Sunday, February 01, 2009

Account of Israeli attack on UN School doesn't hold up to scrutiny

From Thursday's Globe and Mail (Canada), January 29, 2009, by PATRICK MARTIN:

JABALYA, GAZA STRIP — Most people remember the headlines: Massacre Of Innocents As UN School Is Shelled; Israeli Strike Kills Dozens At UN School.

They heralded the tragic news of Jan. 6, when mortar shells fired by advancing Israeli forces killed 43 civilians in the Jabalya refugee camp in the Gaza Strip. The victims, it was reported, had taken refuge inside the Ibn Rushd Preparatory School for Boys, a facility run by the United Nations Relief and Works Agency.

The news shocked the world ...and would undoubtedly lead the list of allegations of war crimes committed by Israel.

There was just one problem: The story, as etched in people's minds, was not quite accurate.

Physical evidence and interviews with several eyewitnesses, including a teacher who was in the schoolyard at the time of the shelling, make it clear: While a few people were injured from shrapnel landing inside the white-and-blue-walled UNRWA compound, no one in the compound was killed. The 43 people who died in the incident were all outside, on the street, where all three mortar shells landed.
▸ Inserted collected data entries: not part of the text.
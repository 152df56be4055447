//! Conversion between wire geometry and grid geometry
//!
//! The layout API speaks 1-based rows and columns with spans; the grid works in
//! 0-based cells. Spans carry over unchanged in both directions.

use super::error::LayoutError;
use super::types::{GridRect, PenLayout, PlacedPen};

/// Convert placed pens from the wire into grid pens.
///
/// This is where wire geometry gets validated: rows and columns must be at
/// least 1 and spans at least 1.
pub fn to_internal(pens: &[PenLayout]) -> Result<Vec<PlacedPen>, LayoutError> {
    pens.iter().map(pen_to_internal).collect()
}

/// Convert a single wire pen into a grid pen
pub fn pen_to_internal(pen: &PenLayout) -> Result<PlacedPen, LayoutError> {
    let x = one_based_to_cell(pen, "gridCol", pen.grid_col)?;
    let y = one_based_to_cell(pen, "gridRow", pen.grid_row)?;
    let w = span(pen, "colSpan", pen.col_span)?;
    let h = span(pen, "rowSpan", pen.row_span)?;
    let rect = GridRect::new(x, y, w, h)?;
    Ok(PlacedPen::new(
        pen.pen_id,
        pen.pen_name.clone(),
        pen.capacity,
        rect,
    ))
}

/// Convert grid pens back into wire form
pub fn to_external(pens: &[PlacedPen]) -> Vec<PenLayout> {
    pens.iter().map(pen_to_external).collect()
}

/// Convert a single grid pen back into wire form
pub fn pen_to_external(pen: &PlacedPen) -> PenLayout {
    PenLayout {
        pen_id: pen.id,
        pen_name: pen.name.clone(),
        capacity: pen.capacity,
        grid_row: cell_to_wire(pen.rect.y).saturating_add(1),
        grid_col: cell_to_wire(pen.rect.x).saturating_add(1),
        row_span: cell_to_wire(pen.rect.h),
        col_span: cell_to_wire(pen.rect.w),
    }
}

fn one_based_to_cell(pen: &PenLayout, field: &str, value: i32) -> Result<u32, LayoutError> {
    if value < 1 {
        return Err(LayoutError::malformed(
            &pen.pen_name,
            format!("{} must be at least 1 (got {})", field, value),
        ));
    }
    // value >= 1 so the subtraction cannot go negative
    Ok(value.unsigned_abs() - 1)
}

fn span(pen: &PenLayout, field: &str, value: i32) -> Result<u32, LayoutError> {
    if value < 1 {
        return Err(LayoutError::malformed(
            &pen.pen_name,
            format!("{} must be at least 1 (got {})", field, value),
        ));
    }
    Ok(value.unsigned_abs())
}

fn cell_to_wire(value: u32) -> i32 {
    i32::try_from(value).unwrap_or(i32::MAX)
}
//! Colour palette for barn maps
//!
//! Maps symbolic colour tokens (`status-good-fill`, `grid-line`, ...) to
//! concrete values. A palette file only needs the tokens it overrides; the
//! rest fall back to the built-in palette.

use std::collections::HashMap;
use std::path::Path;

use serde::Deserialize;
use thiserror::Error;

/// Errors that can occur when loading or parsing stylesheets
#[derive(Error, Debug)]
pub enum StylesheetError {
    #[error("Failed to read stylesheet file: {0}")]
    IoError(#[from] std::io::Error),
    #[error("Failed to parse stylesheet TOML: {0}")]
    ParseError(#[from] toml::de::Error),
}

/// A stylesheet mapping symbolic colours to concrete values
#[derive(Debug, Clone, PartialEq)]
pub struct Stylesheet {
    /// Colour mappings: token name -> colour
    pub colors: HashMap<String, String>,
}

#[derive(Deserialize)]
struct TomlStylesheet {
    #[serde(default)]
    colors: HashMap<String, String>,
}

/// Built-in palette: green for pens with room, amber when crowded, red when full
const DEFAULT_PALETTE: &str = r##"
[colors]
background = "#ffffff"
grid-line = "#e5e7eb"
text = "#1f2937"
text-muted = "#4b5563"

status-good-fill = "#dcfce7"
status-good-stroke = "#4ade80"
status-crowded-fill = "#fef9c3"
status-crowded-stroke = "#eab308"
status-overcrowded-fill = "#fecaca"
status-overcrowded-stroke = "#ef4444"
"##;

impl Stylesheet {
    /// Load stylesheet from TOML file
    pub fn from_file(path: &Path) -> Result<Self, StylesheetError> {
        let content = std::fs::read_to_string(path)?;
        Self::from_str(&content)
    }

    /// Load stylesheet from TOML string
    #[allow(clippy::should_implement_trait)]
    pub fn from_str(content: &str) -> Result<Self, StylesheetError> {
        let parsed: TomlStylesheet = toml::from_str(content)?;
        Ok(Stylesheet {
            colors: parsed.colors,
        })
    }

    /// Stylesheet made of explicit overrides
    pub fn from_colors(colors: HashMap<String, String>) -> Self {
        Self { colors }
    }

    /// Resolve a token defined in this stylesheet
    pub fn resolve(&self, token: &str) -> Option<&str> {
        self.colors.get(token).map(|s| s.as_str())
    }

    /// Resolve a token, falling back to the built-in palette and then to a
    /// neutral grey
    pub fn resolve_or_default(&self, token: &str) -> String {
        if let Some(color) = self.resolve(token) {
            return color.to_string();
        }
        let default = Self::default();
        if let Some(color) = default.resolve(token) {
            return color.to_string();
        }
        if token.ends_with("-fill") {
            return "#f3f4f6".to_string();
        }
        "#6b7280".to_string()
    }
}

impl Default for Stylesheet {
    fn default() -> Self {
        let parsed: TomlStylesheet =
            toml::from_str(DEFAULT_PALETTE).expect("Default palette should be valid TOML");
        Stylesheet {
            colors: parsed.colors,
        }
    }
}

#[cfg(test)]
mod tests {
    use super::*;

    #[test]
    fn test_default_stylesheet() {
        let stylesheet = Stylesheet::default();
        assert_eq!(stylesheet.resolve("status-good-fill"), Some("#dcfce7"));
        assert_eq!(stylesheet.resolve("status-overcrowded-stroke"), Some("#ef4444"));
    }

    #[test]
    fn test_resolve_or_default_fallback() {
        let empty = Stylesheet::from_colors(HashMap::new());
        assert_eq!(empty.resolve_or_default("grid-line"), "#e5e7eb");
        assert_eq!(empty.resolve_or_default("unknown-fill"), "#f3f4f6");
        assert_eq!(empty.resolve_or_default("unknown"), "#6b7280");
    }

    #[test]
    fn test_parse_partial_palette() {
        let toml_str = r##"
[colors]
status-good-fill = "#00ff00"
"##;
        let stylesheet = Stylesheet::from_str(toml_str).expect("Should parse");
        assert_eq!(stylesheet.colors.len(), 1);
        assert_eq!(stylesheet.resolve_or_default("status-good-fill"), "#00ff00");
        assert_eq!(stylesheet.resolve_or_default("status-crowded-fill"), "#fef9c3");
    }

    #[test]
    fn test_invalid_toml_error() {
        assert!(Stylesheet::from_str("this is not valid toml {{{{").is_err());
    }
}
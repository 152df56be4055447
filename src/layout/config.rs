//! Configuration for the editor canvas grid

use serde::Deserialize;

use super::error::LayoutError;
use super::types::GridRect;

/// Canvas geometry used to snap pointer coordinates to cells
#[derive(Debug, Clone, PartialEq, Deserialize)]
#[serde(default)]
pub struct GridConfig {
    /// Size of one grid cell in pixels
    pub cell_size: f64,

    /// Number of columns on the canvas
    pub columns: u32,

    /// Number of rows on the canvas
    pub rows: u32,
}

impl Default for GridConfig {
    fn default() -> Self {
        Self {
            cell_size: 100.0,
            columns: 20,
            rows: 20,
        }
    }
}

impl GridConfig {
    /// Create a new configuration with default values
    pub fn new() -> Self {
        Self::default()
    }

    /// Set the cell size in pixels
    pub fn with_cell_size(mut self, cell_size: f64) -> Self {
        self.cell_size = cell_size;
        self
    }

    /// Set the canvas dimensions in cells
    pub fn with_dimensions(mut self, columns: u32, rows: u32) -> Self {
        self.columns = columns;
        self.rows = rows;
        self
    }

    /// Reject rectangles that reach past the last column or row
    pub fn check_fits(&self, rect: &GridRect) -> Result<(), LayoutError> {
        if rect.right() > self.columns || rect.bottom() > self.rows {
            return Err(LayoutError::OutsideCanvas {
                rect: *rect,
                columns: self.columns,
                rows: self.rows,
            });
        }
        Ok(())
    }
}

#[cfg(test)]
mod tests {
    use super::*;

    #[test]
    fn test_default_config() {
        let config = GridConfig::default();
        assert_eq!(config.cell_size, 100.0);
        assert_eq!(config.columns, 20);
        assert_eq!(config.rows, 20);
    }

    #[test]
    fn test_builder_pattern() {
        let config = GridConfig::new().with_cell_size(40.0).with_dimensions(8, 6);
        assert_eq!(config.cell_size, 40.0);
        assert_eq!((config.columns, config.rows), (8, 6));
    }

    #[test]
    fn test_check_fits() {
        let config = GridConfig::new().with_dimensions(4, 3);
        assert!(config.check_fits(&GridRect::new(2, 1, 2, 2).unwrap()).is_ok());

        let err = config
            .check_fits(&GridRect::new(3, 0, 2, 1).unwrap())
            .unwrap_err();
        insta::assert_snapshot!(err.to_string(), @"pen at (3, 0) 2x1 does not fit the 4x3 grid");
        assert!(config.check_fits(&GridRect::new(0, 3, 1, 1).unwrap()).is_err());
    }
}
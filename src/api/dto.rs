//! Wire types for the layout endpoints

use std::collections::HashMap;

use serde::{Deserialize, Serialize};

use crate::layout::{Occupancy, PenId, PenLayout};

/// Snapshot of a barn's layout as returned by `GET .../layout`
#[derive(Debug, Clone, PartialEq, Serialize, Deserialize)]
#[serde(rename_all = "camelCase")]
pub struct BarnLayoutResponse {
    pub barn_id: i64,
    pub barn_name: String,
    /// Placed pens, 1-based geometry
    pub layouts: Vec<PenLayout>,
    /// Pens of this barn with no placement
    #[serde(default)]
    pub unplaced_pens: Vec<PenLayout>,
    /// Animals per pen id. JSON object keys are strings on the wire.
    #[serde(default)]
    pub livestock_counts: HashMap<i64, u32>,
}

impl BarnLayoutResponse {
    /// Livestock counts keyed by pen id
    pub fn occupancy(&self) -> Occupancy {
        self.livestock_counts
            .iter()
            .map(|(id, count)| (PenId(*id), *count))
            .collect()
    }
}

/// Body of `POST .../layout`: the complete desired set of placed pens
#[derive(Debug, Clone, PartialEq, Serialize, Deserialize)]
#[serde(rename_all = "camelCase")]
pub struct LayoutSaveRequest {
    pub barn_id: i64,
    pub layouts: Vec<PenLayout>,
}
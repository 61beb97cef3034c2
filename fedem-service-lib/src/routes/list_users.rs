use axum::{Json, extract::State, response::IntoResponse};
use fedem_application::ListUsersUseCase;
use fedem_core::UserStore;
use serde::{Deserialize, Serialize};

use super::{UserResponse, error::ApiError};

#[derive(Serialize, Deserialize)]
pub struct UsersResponse {
    pub users: Vec<UserResponse>,
}

#[tracing::instrument(name = "List users", skip_all)]
pub async fn list_users<U>(
    State(user_store): State<U>,
) -> Result<impl IntoResponse, ApiError>
where
    U: UserStore + Clone + 'static,
{
    let use_case = ListUsersUseCase::new(user_store);
    let users = use_case.execute().await?;

    Ok(Json(UsersResponse {
        users: users.iter().map(UserResponse::from).collect(),
    }))
}
use std::sync::Arc;

use axum::{
    Json,
    extract::{Path, State},
    http::HeaderMap,
    response::IntoResponse,
};
use fedem_adapters::authenticate_request;
use fedem_application::GetTrackingUseCase;
use fedem_core::TrackingStore;

use crate::service::ServiceConfig;

use super::{TrackingResponse, error::ApiError};

#[tracing::instrument(name = "Get tracking", skip_all)]
pub async fn get_tracking<T>(
    State((tracking_store, config)): State<(T, Arc<ServiceConfig>)>,
    headers: HeaderMap,
    Path(tracking_id): Path<String>,
) -> Result<impl IntoResponse, ApiError>
where
    T: TrackingStore + Clone + 'static,
{
    authenticate_request(&headers, &config.jwt)?;

    let use_case = GetTrackingUseCase::new(tracking_store);
    let tracking = use_case.execute(&tracking_id).await?;

    Ok(Json(TrackingResponse::from(tracking)))
}
use chrono::Utc;
use fedem_core::{Password, UserStore, UserStoreError};
use thiserror::Error;

#[derive(Debug, Error)]
pub enum ResetPasswordError {
    // Unknown and expired tokens collapse into the same variant on purpose.
    #[error("Invalid or expired reset token")]
    InvalidToken,
    #[error("{0}")]
    UserStoreError(UserStoreError),
}

impl From<UserStoreError> for ResetPasswordError {
    fn from(error: UserStoreError) -> Self {
        match error {
            UserStoreError::UserNotFound => ResetPasswordError::InvalidToken,
            other => ResetPasswordError::UserStoreError(other),
        }
    }
}

/// Completes the reset flow: the token must match and be unexpired, and the
/// store clears it alongside the password write, making it single-use.
pub struct ResetPasswordUseCase<U> {
    user_store: U,
}

impl<U> ResetPasswordUseCase<U>
where
    U: UserStore,
{
    pub fn new(user_store: U) -> Self {
        Self { user_store }
    }

    #[tracing::instrument(name = "ResetPasswordUseCase::execute", skip_all)]
    pub async fn execute(
        &self,
        token: String,
        new_password: Password,
    ) -> Result<(), ResetPasswordError> {
        let user = self
            .user_store
            .find_by_valid_reset_token(&token, Utc::now())
            .await?;

        self.user_store
            .set_new_password(user.id, new_password)
            .await?;

        Ok(())
    }
}
pub mod notifications;
pub mod use_cases;

pub use use_cases::{
    create_tracking::{CreateTrackingError, CreateTrackingUseCase},
    delete_account::{DeleteAccountError, DeleteAccountUseCase},
    get_tracking::{GetTrackingError, GetTrackingUseCase},
    list_users::{ListUsersError, ListUsersUseCase},
    login::{LoginError, LoginOutcome, LoginUseCase},
    logout::{LogoutError, LogoutUseCase},
    refresh_token::{RefreshTokenError, RefreshTokenOutcome, RefreshTokenUseCase},
    register::{RegisterError, RegisterOutcome, RegisterUseCase},
    request_payment::{RequestPaymentError, RequestPaymentUseCase},
    reset_password::{ResetPasswordError, ResetPasswordUseCase},
    reset_password_request::{ResetPasswordRequestError, ResetPasswordRequestUseCase},
    toggle_authorization::{ToggleAuthorizationError, ToggleAuthorizationUseCase},
    update_tracking::{UpdateTrackingError, UpdateTrackingUseCase},
};

#[cfg(test)]
pub(crate) mod test_support;
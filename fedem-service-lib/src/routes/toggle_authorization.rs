use std::sync::Arc;

use axum::{Json, extract::{State, rejection::JsonRejection}, http::HeaderMap, response::IntoResponse};
use fedem_adapters::authenticate_request;
use fedem_application::ToggleAuthorizationUseCase;
use fedem_core::{Email, UserStore};
use secrecy::Secret;
use serde::Deserialize;

use crate::service::ServiceConfig;

use super::{UserResponse, error::ApiError};

#[derive(Deserialize)]
#[serde(rename_all = "camelCase")]
pub struct AuthorizeRequest {
    pub email: Secret<String>,
    pub is_authorized: bool,
}

#[tracing::instrument(name = "Toggle authorization", skip_all)]
pub async fn toggle_authorization<U>(
    State((user_store, config)): State<(U, Arc<ServiceConfig>)>,
    headers: HeaderMap,
    body: Result<Json<AuthorizeRequest>, JsonRejection>,
) -> Result<impl IntoResponse, ApiError>
where
    U: UserStore + Clone + 'static,
{
    let Json(request) = body?;

    authenticate_request(&headers, &config.jwt)?;

    let email = Email::try_from(request.email)?;

    let use_case = ToggleAuthorizationUseCase::new(user_store);
    let user = use_case.execute(email, request.is_authorized).await?;

    Ok(Json(UserResponse::from(&user)))
}
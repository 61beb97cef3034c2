use fedem_core::{Email, EmailClient};

#[derive(Debug, Clone, Default)]
pub struct MockEmailClient;

impl MockEmailClient {
    pub fn new() -> Self {
        Self
    }
}

#[async_trait::async_trait]
impl EmailClient for MockEmailClient {
    async fn send_email(
        &self,
        _recipient: &Email,
        _subject: &str,
        _content: &str,
    ) -> Result<(), String> {
        Ok(())
    }
}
Stories of one or more shells landing inside the schoolyard were inaccurate.

...The teacher who was in the compound at the time of the shelling says he heard three loud blasts, one after the other, then a lot of screaming. ...The teacher, who refused to give his name because he said UNRWA had told the staff not to talk to the news media, was adamant: "Inside [the compound] there were 12 injured, but there were no dead."

...Hazem Balousha, who runs an auto-body shop across the road from the UNRWA school, was down the street, just out of range of the shrapnel, when the three shells hit. He showed a reporter where they landed: one to the right of his shop, one to the left, and one right in front.

"There were only three," he said. "They were all out here on the road."

News of the tragedy travelled fast, with aid workers and medical staff quoted as saying the incident happened at the school, the UNRWA facility where people had sought refuge.

Soon it was presented that people in the school compound had been killed. Before long, there was worldwide outrage.

...John Ging, UNRWA's operations director in Gaza, acknowledged in an interview this week that all three Israeli mortar shells landed outside the school and that "no one was killed in the school."
...Mr. Ging blames the Israelis for the confusion over where the victims were killed. ...The Israelis are the ones, he said, who got everyone thinking the deaths occurred inside the school. ..."Look at my statements," he said. "I never said anyone was killed in the school. Our officials never made any such allegation."

Speaking from Shifa Hospital in Gaza City as the bodies were being brought in that night, an emotional Mr. Ging did say: "Those in the school were all families seeking refuge. ... There's nowhere safe in Gaza."

And in its daily bulletin, the World Health Organization reported: "On 6 January, 42 people were killed following an attack on a UNRWA school ..."

The UN's Office for the Co-ordination of Humanitarian Affairs got the location right, for a short while. Its daily bulletin cited "early reports" that "three artillery shells landed outside the UNRWA Jabalia Prep. C Girls School ..." However, its more comprehensive weekly report, published three days later, stated that "Israeli shelling directly hit two UNRWA schools ..." including the one at issue.

Such official wording helps explain the widespread news reports of the deaths in the school, but not why the UN agencies allowed the misconception to linger.

"I know no one was killed in the school," Mr. Ging said....

1 comment:

Anonymous said...

Of course, the story has now been revoked by the UN. They now admit that Israel did not shell the school, and that the whole thing was staged (once again, what a shocker!)